* Task to carry out:
Wherever the string "false" occurs in a line of these records, report that line.

* Records for the exercise:
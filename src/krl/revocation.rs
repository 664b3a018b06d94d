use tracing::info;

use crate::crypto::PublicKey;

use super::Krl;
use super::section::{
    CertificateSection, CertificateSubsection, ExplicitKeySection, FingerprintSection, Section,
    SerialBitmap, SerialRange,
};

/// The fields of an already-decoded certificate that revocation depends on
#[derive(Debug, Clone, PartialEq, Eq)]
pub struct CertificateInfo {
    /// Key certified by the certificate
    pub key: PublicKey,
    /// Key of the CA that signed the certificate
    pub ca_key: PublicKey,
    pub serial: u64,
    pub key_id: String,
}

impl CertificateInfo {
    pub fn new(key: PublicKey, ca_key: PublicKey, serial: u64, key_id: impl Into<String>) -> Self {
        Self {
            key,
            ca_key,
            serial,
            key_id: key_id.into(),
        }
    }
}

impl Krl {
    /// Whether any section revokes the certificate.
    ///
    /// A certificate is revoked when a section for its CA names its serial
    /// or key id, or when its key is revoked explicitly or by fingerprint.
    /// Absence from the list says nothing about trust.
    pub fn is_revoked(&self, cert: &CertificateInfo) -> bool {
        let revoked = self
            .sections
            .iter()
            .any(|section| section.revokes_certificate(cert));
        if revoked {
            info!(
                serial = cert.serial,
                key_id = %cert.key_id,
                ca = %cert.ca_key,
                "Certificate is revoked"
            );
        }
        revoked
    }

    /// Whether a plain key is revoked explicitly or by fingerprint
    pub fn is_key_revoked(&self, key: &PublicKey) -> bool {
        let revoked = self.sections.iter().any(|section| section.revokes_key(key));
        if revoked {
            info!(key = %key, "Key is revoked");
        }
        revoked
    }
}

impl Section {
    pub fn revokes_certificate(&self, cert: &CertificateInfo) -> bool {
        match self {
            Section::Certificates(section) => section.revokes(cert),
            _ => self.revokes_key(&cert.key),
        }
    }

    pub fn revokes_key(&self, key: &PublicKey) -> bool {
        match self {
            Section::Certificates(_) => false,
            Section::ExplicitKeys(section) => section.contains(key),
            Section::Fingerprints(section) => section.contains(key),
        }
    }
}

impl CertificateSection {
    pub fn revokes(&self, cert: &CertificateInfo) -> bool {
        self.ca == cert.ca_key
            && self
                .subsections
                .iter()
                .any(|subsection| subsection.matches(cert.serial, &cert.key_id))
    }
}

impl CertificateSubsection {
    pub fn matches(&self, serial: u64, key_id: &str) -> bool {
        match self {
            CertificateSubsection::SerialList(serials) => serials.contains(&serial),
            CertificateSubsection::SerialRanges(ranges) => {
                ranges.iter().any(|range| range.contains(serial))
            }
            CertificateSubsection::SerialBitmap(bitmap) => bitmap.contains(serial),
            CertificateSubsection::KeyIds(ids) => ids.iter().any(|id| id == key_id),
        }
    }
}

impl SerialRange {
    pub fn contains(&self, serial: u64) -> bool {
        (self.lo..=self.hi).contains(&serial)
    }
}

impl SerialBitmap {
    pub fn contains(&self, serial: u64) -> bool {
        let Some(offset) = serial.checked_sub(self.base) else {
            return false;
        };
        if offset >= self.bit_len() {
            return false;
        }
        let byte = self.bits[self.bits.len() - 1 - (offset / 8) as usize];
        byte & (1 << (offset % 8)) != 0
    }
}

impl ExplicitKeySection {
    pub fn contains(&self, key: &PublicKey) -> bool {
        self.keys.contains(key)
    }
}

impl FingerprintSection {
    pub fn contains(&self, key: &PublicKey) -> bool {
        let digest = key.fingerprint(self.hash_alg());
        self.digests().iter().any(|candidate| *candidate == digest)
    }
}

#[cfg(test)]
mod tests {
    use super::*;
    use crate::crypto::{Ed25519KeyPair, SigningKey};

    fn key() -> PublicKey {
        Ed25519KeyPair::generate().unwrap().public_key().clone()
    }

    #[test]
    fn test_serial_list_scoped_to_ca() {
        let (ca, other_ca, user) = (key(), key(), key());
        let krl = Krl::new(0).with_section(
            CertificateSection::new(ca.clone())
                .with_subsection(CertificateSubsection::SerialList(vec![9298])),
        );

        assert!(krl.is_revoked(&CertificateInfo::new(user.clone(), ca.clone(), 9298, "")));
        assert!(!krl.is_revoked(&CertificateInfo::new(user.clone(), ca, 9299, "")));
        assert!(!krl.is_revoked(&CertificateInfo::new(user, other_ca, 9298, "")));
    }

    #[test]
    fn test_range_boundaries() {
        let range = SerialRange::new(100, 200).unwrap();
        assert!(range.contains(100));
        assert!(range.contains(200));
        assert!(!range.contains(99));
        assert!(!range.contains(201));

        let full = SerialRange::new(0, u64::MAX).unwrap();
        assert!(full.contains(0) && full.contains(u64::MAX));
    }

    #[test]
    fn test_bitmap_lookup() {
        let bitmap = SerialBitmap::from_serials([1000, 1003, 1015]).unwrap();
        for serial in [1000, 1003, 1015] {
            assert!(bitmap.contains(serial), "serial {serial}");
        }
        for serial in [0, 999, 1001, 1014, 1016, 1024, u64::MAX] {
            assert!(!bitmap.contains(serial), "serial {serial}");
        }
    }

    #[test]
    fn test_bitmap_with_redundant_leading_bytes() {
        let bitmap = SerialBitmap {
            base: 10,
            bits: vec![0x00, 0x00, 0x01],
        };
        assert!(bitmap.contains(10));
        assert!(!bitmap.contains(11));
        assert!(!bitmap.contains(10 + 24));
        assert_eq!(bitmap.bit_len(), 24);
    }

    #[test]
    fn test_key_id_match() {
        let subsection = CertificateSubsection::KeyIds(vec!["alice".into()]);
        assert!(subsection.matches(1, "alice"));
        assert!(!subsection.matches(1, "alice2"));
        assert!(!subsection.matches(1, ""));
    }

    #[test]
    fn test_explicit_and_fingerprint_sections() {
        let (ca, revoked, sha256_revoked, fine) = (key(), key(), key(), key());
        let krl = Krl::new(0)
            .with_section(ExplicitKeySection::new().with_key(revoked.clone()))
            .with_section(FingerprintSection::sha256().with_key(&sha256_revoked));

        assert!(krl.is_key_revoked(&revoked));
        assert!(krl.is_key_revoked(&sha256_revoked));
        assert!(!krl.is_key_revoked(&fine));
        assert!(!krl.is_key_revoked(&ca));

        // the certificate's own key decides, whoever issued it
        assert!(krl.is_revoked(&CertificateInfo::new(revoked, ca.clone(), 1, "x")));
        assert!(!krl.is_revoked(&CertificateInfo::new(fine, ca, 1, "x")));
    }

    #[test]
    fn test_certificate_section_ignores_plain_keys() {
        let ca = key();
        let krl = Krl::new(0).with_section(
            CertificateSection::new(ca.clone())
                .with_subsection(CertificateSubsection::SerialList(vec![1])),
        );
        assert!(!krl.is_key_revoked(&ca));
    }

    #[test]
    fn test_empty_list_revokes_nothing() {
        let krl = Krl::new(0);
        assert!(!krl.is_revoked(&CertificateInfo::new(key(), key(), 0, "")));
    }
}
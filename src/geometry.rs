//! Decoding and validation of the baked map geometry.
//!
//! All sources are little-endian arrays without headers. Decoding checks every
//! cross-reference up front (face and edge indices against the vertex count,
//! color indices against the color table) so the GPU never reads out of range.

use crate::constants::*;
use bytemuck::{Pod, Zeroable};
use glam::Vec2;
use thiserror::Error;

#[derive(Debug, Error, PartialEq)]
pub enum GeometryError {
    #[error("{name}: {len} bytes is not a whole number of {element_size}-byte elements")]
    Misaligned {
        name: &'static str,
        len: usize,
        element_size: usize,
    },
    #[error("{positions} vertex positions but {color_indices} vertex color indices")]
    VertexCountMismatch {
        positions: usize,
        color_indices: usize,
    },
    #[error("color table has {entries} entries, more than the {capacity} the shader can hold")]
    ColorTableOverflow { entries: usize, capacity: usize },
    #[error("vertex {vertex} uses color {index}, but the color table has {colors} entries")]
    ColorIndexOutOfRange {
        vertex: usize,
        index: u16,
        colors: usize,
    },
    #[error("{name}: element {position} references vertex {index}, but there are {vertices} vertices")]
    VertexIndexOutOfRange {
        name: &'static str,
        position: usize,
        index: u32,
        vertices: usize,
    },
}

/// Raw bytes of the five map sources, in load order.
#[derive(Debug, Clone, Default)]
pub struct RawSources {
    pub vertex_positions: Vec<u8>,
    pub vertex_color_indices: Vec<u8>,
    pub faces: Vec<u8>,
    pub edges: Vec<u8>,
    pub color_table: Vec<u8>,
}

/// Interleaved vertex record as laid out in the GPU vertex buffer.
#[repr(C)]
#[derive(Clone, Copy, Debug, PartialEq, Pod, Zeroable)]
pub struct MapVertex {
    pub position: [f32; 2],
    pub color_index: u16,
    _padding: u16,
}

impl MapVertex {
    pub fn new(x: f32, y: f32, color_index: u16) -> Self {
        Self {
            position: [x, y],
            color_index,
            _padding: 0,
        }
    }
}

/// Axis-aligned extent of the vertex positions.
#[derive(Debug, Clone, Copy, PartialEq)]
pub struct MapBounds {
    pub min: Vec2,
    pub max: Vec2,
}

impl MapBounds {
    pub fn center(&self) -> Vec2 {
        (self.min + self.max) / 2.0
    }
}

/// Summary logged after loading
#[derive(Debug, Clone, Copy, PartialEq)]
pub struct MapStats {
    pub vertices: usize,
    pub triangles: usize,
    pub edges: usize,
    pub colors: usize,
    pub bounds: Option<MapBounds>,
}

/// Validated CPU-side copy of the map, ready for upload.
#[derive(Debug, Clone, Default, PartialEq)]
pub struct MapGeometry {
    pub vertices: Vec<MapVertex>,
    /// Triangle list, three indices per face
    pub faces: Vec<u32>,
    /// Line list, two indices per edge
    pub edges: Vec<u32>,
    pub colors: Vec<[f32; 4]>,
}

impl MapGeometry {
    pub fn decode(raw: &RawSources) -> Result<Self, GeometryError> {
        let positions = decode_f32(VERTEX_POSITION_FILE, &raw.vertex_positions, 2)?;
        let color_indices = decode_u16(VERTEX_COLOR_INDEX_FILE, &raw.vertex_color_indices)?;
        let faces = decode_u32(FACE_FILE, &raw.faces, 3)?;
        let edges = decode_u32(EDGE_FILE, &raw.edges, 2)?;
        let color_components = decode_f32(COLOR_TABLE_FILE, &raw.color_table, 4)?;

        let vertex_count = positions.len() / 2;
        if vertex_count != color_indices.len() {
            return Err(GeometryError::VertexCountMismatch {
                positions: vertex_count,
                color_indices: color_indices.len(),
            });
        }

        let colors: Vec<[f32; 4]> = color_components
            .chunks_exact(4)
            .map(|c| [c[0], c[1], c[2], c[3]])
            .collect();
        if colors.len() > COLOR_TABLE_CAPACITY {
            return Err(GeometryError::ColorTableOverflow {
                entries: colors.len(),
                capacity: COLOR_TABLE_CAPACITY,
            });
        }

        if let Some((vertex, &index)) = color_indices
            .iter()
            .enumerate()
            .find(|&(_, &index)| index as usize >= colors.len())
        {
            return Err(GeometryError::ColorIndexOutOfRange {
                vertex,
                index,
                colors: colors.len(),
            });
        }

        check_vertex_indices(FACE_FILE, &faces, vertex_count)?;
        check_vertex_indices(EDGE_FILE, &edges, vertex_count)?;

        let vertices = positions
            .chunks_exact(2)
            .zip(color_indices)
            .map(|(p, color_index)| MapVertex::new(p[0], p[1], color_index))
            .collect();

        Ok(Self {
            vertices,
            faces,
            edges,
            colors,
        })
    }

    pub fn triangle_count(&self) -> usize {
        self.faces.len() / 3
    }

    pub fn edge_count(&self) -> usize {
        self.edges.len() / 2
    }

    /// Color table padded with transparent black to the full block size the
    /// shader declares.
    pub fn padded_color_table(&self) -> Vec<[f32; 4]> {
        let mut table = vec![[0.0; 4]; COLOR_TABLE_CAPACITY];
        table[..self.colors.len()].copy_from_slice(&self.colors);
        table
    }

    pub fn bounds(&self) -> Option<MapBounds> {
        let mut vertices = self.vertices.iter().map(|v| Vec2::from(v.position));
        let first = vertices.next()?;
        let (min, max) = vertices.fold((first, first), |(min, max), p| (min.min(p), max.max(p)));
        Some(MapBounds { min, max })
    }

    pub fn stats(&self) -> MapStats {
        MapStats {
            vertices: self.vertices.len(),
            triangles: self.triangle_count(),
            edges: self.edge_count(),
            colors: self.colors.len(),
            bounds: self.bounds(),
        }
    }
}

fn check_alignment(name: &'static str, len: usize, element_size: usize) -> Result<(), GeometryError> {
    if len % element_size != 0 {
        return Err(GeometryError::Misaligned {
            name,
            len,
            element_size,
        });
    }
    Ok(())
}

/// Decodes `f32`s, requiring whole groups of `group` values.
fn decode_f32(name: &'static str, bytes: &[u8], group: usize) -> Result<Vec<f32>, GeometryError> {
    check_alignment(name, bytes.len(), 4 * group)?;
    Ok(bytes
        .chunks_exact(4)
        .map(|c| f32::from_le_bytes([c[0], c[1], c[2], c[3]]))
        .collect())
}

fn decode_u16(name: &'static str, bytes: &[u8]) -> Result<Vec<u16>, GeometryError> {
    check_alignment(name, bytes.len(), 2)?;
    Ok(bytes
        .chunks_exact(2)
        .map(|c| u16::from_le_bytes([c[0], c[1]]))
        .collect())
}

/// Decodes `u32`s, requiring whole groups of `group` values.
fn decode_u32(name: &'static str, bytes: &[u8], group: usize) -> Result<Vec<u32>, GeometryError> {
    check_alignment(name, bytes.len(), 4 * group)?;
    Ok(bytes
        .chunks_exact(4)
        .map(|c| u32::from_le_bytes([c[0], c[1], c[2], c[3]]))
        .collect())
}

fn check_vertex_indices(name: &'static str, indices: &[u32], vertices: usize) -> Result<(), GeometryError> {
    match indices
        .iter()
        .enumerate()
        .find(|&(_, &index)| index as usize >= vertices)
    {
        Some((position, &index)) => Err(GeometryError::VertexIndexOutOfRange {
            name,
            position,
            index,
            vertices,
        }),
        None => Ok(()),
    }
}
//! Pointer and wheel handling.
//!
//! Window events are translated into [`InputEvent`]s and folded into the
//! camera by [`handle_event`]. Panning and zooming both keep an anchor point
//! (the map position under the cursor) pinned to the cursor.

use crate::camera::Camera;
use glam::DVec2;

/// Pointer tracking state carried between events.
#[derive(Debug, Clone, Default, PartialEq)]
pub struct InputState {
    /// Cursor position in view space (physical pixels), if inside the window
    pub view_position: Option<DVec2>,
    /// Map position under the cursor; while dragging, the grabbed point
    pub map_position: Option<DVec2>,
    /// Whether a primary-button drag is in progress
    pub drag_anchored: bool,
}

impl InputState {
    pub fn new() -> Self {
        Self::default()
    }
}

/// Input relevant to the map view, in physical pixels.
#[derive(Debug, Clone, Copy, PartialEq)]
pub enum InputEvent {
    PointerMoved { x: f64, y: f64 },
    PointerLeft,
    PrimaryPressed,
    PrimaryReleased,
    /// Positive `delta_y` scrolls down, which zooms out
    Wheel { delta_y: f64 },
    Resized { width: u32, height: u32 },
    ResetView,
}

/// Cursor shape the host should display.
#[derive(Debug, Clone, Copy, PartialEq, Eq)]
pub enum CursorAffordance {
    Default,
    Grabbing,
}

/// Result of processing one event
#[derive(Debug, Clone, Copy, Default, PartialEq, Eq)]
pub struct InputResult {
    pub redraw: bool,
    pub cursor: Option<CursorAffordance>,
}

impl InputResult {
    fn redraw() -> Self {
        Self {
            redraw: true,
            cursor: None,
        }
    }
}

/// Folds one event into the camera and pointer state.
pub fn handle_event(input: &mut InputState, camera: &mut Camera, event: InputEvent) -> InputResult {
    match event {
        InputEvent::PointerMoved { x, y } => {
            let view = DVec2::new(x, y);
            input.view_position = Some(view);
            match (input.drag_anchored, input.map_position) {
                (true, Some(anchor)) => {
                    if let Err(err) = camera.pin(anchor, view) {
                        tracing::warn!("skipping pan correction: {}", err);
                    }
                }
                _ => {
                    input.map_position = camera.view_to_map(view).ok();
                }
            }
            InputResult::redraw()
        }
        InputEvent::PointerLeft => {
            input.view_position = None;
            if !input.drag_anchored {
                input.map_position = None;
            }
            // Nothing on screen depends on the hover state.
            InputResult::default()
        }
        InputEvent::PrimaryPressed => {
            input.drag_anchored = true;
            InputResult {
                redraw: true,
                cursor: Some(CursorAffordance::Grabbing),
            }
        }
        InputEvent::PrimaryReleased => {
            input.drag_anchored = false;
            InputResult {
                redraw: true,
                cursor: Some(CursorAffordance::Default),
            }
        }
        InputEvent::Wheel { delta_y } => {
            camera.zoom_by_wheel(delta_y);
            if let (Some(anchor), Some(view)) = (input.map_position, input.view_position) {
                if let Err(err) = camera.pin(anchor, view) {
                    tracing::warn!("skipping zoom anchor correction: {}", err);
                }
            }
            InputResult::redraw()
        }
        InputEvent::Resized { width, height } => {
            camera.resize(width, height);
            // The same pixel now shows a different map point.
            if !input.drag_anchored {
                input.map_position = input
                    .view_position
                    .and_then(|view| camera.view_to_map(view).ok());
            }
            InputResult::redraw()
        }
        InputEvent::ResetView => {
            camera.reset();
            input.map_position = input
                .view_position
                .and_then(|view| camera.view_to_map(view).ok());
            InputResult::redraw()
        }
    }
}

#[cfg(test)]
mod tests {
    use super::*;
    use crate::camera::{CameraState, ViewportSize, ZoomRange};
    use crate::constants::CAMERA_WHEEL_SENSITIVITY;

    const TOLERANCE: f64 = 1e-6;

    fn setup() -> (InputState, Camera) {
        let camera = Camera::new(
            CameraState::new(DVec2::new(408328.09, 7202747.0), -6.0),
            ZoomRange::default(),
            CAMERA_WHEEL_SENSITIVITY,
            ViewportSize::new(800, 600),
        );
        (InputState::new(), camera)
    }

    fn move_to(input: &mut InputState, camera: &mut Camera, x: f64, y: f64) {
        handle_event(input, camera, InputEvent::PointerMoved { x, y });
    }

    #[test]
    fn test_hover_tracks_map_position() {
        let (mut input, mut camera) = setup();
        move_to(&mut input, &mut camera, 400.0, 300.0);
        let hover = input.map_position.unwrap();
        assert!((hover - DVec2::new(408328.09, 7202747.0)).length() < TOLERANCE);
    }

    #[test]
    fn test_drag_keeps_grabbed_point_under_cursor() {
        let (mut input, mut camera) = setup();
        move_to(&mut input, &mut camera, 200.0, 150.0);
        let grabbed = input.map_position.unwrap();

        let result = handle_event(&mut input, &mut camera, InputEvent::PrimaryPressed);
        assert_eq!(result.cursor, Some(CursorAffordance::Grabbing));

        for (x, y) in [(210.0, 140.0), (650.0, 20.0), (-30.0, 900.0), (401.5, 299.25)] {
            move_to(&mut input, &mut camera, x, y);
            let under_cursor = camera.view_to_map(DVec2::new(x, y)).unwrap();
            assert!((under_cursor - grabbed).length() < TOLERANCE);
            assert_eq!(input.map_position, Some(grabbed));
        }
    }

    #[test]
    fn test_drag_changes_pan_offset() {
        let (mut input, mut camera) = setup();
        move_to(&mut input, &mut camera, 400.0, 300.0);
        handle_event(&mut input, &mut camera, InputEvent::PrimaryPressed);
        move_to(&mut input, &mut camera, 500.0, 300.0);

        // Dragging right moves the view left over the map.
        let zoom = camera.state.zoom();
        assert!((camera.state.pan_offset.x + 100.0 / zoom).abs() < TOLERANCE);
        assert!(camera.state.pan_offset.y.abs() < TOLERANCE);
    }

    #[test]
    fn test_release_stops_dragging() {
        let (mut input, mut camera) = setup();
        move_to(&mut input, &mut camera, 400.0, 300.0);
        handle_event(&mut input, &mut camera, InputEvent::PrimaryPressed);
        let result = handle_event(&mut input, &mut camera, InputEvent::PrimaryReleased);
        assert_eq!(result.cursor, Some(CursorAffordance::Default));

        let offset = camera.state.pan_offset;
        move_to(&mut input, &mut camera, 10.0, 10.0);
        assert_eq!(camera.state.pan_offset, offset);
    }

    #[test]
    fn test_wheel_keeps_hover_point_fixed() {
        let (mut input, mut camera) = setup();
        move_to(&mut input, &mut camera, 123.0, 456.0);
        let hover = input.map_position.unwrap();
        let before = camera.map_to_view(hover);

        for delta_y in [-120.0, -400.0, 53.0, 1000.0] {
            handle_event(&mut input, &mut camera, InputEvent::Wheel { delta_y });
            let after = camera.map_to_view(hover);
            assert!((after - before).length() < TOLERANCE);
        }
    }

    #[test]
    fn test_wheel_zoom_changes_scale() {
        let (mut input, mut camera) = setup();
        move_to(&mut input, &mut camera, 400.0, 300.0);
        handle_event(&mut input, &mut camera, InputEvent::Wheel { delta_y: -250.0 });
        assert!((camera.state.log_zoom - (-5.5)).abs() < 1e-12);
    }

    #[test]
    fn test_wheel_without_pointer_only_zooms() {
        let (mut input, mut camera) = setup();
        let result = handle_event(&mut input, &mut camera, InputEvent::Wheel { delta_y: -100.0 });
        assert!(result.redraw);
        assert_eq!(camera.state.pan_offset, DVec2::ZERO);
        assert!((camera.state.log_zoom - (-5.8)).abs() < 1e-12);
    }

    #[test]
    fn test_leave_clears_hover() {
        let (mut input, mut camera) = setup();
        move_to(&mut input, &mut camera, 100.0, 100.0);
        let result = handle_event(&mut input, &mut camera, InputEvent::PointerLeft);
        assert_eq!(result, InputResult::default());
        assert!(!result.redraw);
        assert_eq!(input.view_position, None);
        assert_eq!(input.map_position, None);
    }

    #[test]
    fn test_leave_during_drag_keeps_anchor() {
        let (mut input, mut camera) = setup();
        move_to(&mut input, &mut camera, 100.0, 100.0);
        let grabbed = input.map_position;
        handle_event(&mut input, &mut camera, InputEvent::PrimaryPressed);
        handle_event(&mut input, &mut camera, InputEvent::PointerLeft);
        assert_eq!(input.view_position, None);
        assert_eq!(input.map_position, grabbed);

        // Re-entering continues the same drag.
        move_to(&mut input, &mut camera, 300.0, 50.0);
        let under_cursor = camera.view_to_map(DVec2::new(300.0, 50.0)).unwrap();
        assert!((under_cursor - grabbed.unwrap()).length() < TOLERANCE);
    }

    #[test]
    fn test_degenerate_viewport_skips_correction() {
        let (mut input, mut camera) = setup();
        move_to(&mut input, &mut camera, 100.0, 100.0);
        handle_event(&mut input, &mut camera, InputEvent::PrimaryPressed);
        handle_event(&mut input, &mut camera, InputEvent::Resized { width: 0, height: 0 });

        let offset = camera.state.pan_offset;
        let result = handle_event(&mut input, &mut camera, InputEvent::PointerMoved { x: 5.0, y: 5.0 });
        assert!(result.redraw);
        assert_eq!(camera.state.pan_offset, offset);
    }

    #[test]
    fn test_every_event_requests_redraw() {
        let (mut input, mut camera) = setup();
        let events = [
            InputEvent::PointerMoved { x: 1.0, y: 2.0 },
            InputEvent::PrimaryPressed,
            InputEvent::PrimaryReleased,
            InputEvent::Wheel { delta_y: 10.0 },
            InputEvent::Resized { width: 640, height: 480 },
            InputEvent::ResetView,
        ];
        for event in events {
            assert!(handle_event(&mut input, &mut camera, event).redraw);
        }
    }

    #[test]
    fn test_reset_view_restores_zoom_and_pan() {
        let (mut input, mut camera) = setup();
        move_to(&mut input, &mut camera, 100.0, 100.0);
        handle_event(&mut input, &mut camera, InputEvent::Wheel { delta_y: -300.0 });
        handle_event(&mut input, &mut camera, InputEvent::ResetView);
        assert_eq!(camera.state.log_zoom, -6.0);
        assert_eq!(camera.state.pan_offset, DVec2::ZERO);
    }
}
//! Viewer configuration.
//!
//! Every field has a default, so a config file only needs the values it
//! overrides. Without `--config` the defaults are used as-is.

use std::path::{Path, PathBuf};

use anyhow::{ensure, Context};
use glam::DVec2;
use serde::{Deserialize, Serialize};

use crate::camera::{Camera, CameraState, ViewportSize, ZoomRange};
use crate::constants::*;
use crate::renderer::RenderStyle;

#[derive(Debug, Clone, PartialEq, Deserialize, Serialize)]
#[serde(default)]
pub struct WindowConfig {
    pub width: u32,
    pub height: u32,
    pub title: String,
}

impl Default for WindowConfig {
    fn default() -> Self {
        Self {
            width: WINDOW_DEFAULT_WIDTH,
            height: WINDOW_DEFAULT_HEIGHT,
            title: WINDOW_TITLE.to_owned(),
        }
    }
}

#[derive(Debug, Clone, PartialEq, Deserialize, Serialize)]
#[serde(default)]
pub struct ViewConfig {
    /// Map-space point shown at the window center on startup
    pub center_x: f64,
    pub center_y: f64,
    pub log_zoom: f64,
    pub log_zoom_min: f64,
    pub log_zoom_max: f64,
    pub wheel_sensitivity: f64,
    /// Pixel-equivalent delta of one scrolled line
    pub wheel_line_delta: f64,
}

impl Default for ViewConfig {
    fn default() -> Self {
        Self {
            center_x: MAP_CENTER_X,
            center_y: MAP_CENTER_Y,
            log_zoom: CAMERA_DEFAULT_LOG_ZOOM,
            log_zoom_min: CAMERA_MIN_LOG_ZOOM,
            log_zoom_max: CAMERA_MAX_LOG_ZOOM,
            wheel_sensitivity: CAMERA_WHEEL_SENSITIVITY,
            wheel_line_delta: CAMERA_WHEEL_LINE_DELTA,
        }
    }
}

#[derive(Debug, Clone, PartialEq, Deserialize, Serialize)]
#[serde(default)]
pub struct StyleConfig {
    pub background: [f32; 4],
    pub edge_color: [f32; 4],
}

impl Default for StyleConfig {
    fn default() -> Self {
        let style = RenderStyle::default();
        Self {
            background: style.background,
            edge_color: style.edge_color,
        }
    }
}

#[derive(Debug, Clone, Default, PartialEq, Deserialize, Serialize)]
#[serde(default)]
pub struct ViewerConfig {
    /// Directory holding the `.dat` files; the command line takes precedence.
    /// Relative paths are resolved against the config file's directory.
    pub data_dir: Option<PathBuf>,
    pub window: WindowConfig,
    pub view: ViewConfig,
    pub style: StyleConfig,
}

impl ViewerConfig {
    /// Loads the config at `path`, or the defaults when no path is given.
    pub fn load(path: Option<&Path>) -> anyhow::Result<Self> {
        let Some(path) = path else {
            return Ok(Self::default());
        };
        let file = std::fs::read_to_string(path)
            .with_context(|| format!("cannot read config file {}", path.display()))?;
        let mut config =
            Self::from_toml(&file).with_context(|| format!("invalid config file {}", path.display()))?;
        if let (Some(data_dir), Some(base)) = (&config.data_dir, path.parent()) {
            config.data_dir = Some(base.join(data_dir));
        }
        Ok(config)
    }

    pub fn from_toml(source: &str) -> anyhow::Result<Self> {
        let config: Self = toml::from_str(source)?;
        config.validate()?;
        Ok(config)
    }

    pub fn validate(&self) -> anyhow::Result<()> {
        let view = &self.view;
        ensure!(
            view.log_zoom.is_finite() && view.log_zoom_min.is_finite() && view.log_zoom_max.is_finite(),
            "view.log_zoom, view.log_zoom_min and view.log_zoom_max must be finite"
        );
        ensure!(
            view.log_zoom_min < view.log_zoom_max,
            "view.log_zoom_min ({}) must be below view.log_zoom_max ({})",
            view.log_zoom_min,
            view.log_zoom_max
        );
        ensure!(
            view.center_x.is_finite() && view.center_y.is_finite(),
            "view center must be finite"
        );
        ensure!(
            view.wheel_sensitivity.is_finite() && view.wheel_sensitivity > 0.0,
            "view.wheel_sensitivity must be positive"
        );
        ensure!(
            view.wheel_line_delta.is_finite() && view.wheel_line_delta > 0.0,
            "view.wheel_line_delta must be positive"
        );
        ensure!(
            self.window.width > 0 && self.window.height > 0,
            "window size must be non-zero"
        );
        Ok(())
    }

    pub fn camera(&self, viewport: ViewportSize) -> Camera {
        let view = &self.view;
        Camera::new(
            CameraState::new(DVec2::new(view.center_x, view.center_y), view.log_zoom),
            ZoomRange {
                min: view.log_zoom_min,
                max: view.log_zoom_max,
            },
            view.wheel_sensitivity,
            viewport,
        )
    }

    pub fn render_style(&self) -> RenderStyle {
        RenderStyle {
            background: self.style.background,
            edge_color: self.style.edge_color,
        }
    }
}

* Output of the task:
            Section::Certificates(_) => false,
            return false;
            return false;
            input.drag_anchored = false;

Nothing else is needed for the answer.